A229037 has a quite intriguing plot (at least for the first few terms):

There is the conjecture, that it might indeed have some kind of fractal property.

How is this sequence constructed?

Define a(1) = 1, a(2) = 1 then for each n>2 find a minimal positive integer a(n) such that for every arithmetic 3 term sequence n,n+k,n+2k of indices, the corresponding values of the sequence a(n),a(n+k),a(n+2k) is not an arithmetic sequence.

Challenge

Given a positive integer n as an input, output the first n terms a(1), ... , a(n) of this sequence. (With any reasonable formatting. Possible leading/trainling characters/strings are irrelevant.)

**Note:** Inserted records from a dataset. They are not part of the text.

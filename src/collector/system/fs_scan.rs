//! Filesystem sampling.
//!
//! Samples the user's Downloads and Desktop by file-extension frequency
//! and Documents by subfolder name. Dotfiles and dot-directories are
//! ignored; only names and counts are kept, never file contents.

use serde::{Deserialize, Serialize};
use std::collections::HashMap;
use std::path::Path;

/// Top-N caps per sample.
const EXTENSION_LIMIT: usize = 5;
const FOLDER_LIMIT: usize = 20;

/// A name with an occurrence count.
#[derive(Debug, Clone, PartialEq, Eq, Serialize, Deserialize)]
pub struct NameCount {
    pub name: String,
    pub count: usize,
}

/// Folder and extension frequencies sampled from the user's home.
#[derive(Debug, Clone, Default, Serialize, Deserialize)]
pub struct FilesystemSignals {
    pub downloads_extensions: Vec<NameCount>,
    pub documents_folders: Vec<NameCount>,
    pub desktop_file_types: Vec<NameCount>,
}

impl FilesystemSignals {
    pub fn is_empty(&self) -> bool {
        self.downloads_extensions.is_empty()
            && self.documents_folders.is_empty()
            && self.desktop_file_types.is_empty()
    }
}

/// Sample Downloads, Desktop, and Documents under `home`. Missing
/// directories contribute empty lists.
pub async fn filesystem_signals(home: &Path) -> FilesystemSignals {
    let (downloads, desktop, documents) = tokio::join!(
        extension_counts(home.join("Downloads"), EXTENSION_LIMIT),
        extension_counts(home.join("Desktop"), EXTENSION_LIMIT),
        folder_names(home.join("Documents"), FOLDER_LIMIT),
    );
    FilesystemSignals {
        downloads_extensions: downloads,
        documents_folders: documents,
        desktop_file_types: desktop,
    }
}

/// Count file extensions (lowercased) in one directory, non-recursive.
async fn extension_counts(dir: std::path::PathBuf, limit: usize) -> Vec<NameCount> {
    let mut counts: HashMap<String, usize> = HashMap::new();
    let Ok(mut entries) = tokio::fs::read_dir(&dir).await else {
        return Vec::new();
    };
    while let Ok(Some(entry)) = entries.next_entry().await {
        let name = entry.file_name().to_string_lossy().to_string();
        if name.starts_with('.') {
            continue;
        }
        let is_file = entry
            .file_type()
            .await
            .map(|t| t.is_file())
            .unwrap_or(false);
        if !is_file {
            continue;
        }
        if let Some(ext) = Path::new(&name).extension() {
            let ext = ext.to_string_lossy().to_lowercase();
            *counts.entry(ext).or_insert(0) += 1;
        }
    }
    top_counts(counts, limit)
}

/// Collect subfolder names from one directory, non-recursive.
async fn folder_names(dir: std::path::PathBuf, limit: usize) -> Vec<NameCount> {
    let mut names: Vec<String> = Vec::new();
    let Ok(mut entries) = tokio::fs::read_dir(&dir).await else {
        return Vec::new();
    };
    while let Ok(Some(entry)) = entries.next_entry().await {
        let name = entry.file_name().to_string_lossy().to_string();
        if name.starts_with('.') {
            continue;
        }
        let is_dir = entry
            .file_type()
            .await
            .map(|t| t.is_dir())
            .unwrap_or(false);
        if is_dir {
            names.push(name);
        }
    }
    names.sort();
    names.truncate(limit);
    names
        .into_iter()
        .map(|name| NameCount { name, count: 1 })
        .collect()
}

/// Order counts descending, ties alphabetically, and truncate.
fn top_counts(counts: HashMap<String, usize>, limit: usize) -> Vec<NameCount> {
    let mut out: Vec<NameCount> = counts
        .into_iter()
        .map(|(name, count)| NameCount { name, count })
        .collect();
    out.sort_by(|a, b| b.count.cmp(&a.count).then_with(|| a.name.cmp(&b.name)));
    out.truncate(limit);
    out
}

#[cfg(test)]
mod tests {
    use super::*;
    use std::fs;

    #[tokio::test]
    async fn test_extension_frequencies() {
        let dir = tempfile::tempdir().unwrap();
        let downloads = dir.path().join("Downloads");
        fs::create_dir_all(&downloads).unwrap();
        for name in ["a.pdf", "b.pdf", "c.PDF", "d.zip", ".hidden.pdf"] {
            fs::write(downloads.join(name), b"x").unwrap();
        }
        fs::create_dir_all(downloads.join("subdir.pdf")).unwrap();

        let signals = filesystem_signals(dir.path()).await;
        assert_eq!(signals.downloads_extensions.len(), 2);
        assert_eq!(signals.downloads_extensions[0].name, "pdf");
        assert_eq!(signals.downloads_extensions[0].count, 3);
        assert_eq!(signals.downloads_extensions[1].name, "zip");
    }

    #[tokio::test]
    async fn test_documents_folders_skip_dotdirs() {
        let dir = tempfile::tempdir().unwrap();
        let documents = dir.path().join("Documents");
        fs::create_dir_all(documents.join("Taxes")).unwrap();
        fs::create_dir_all(documents.join("Recipes")).unwrap();
        fs::create_dir_all(documents.join(".obsidian")).unwrap();
        fs::write(documents.join("loose-file.txt"), b"x").unwrap();

        let signals = filesystem_signals(dir.path()).await;
        let names: Vec<&str> = signals
            .documents_folders
            .iter()
            .map(|n| n.name.as_str())
            .collect();
        assert_eq!(names, vec!["Recipes", "Taxes"]);
    }

    #[tokio::test]
    async fn test_missing_directories_are_empty() {
        let dir = tempfile::tempdir().unwrap();
        let signals = filesystem_signals(dir.path()).await;
        assert!(signals.is_empty());
    }
}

There are snippets for generating this sequence available, but I think other approaches might be more golfable/more suitable for certain languages.

Please let us know how your progrm works. If you come a cross a particularly efficient algorithm you might want to mention that too, as it would allow to plot more terms of the sequence in shorter time.

First few test cases:

1, 1, 2, 1, 1, 2, 2, 4, 4, 1, 1, 2, 1, 1, 2, 2, 4, 4, 2, 4, 4, 5, 5, 8, 5, 5, 9, 1, 1, 2, 1, 1, 2, 2, 4, 4, 1, 1, 2, 1, 1, 2, 2, 4, 4, 2, 4, 4, 5, 5, 8, 5, 5, 9, 9, 4, 4, 5, 5, 10, 5, 5, 10, 2, 10, 13, 11, 10, 8, 11, 13, 10, 12, 10, 10, 12, 10, 11, 14, 20, 13

More testcases:

  a(100)  =   4
  a(500)  =   5
 a(1000)  =  55
 a(5000)  =  15
a(10000)  = 585

All terms up to n=100000 are available here: https://oeis.org/A229037/b229037.txt

Thanks @MartinBüttner for the help and encouragement.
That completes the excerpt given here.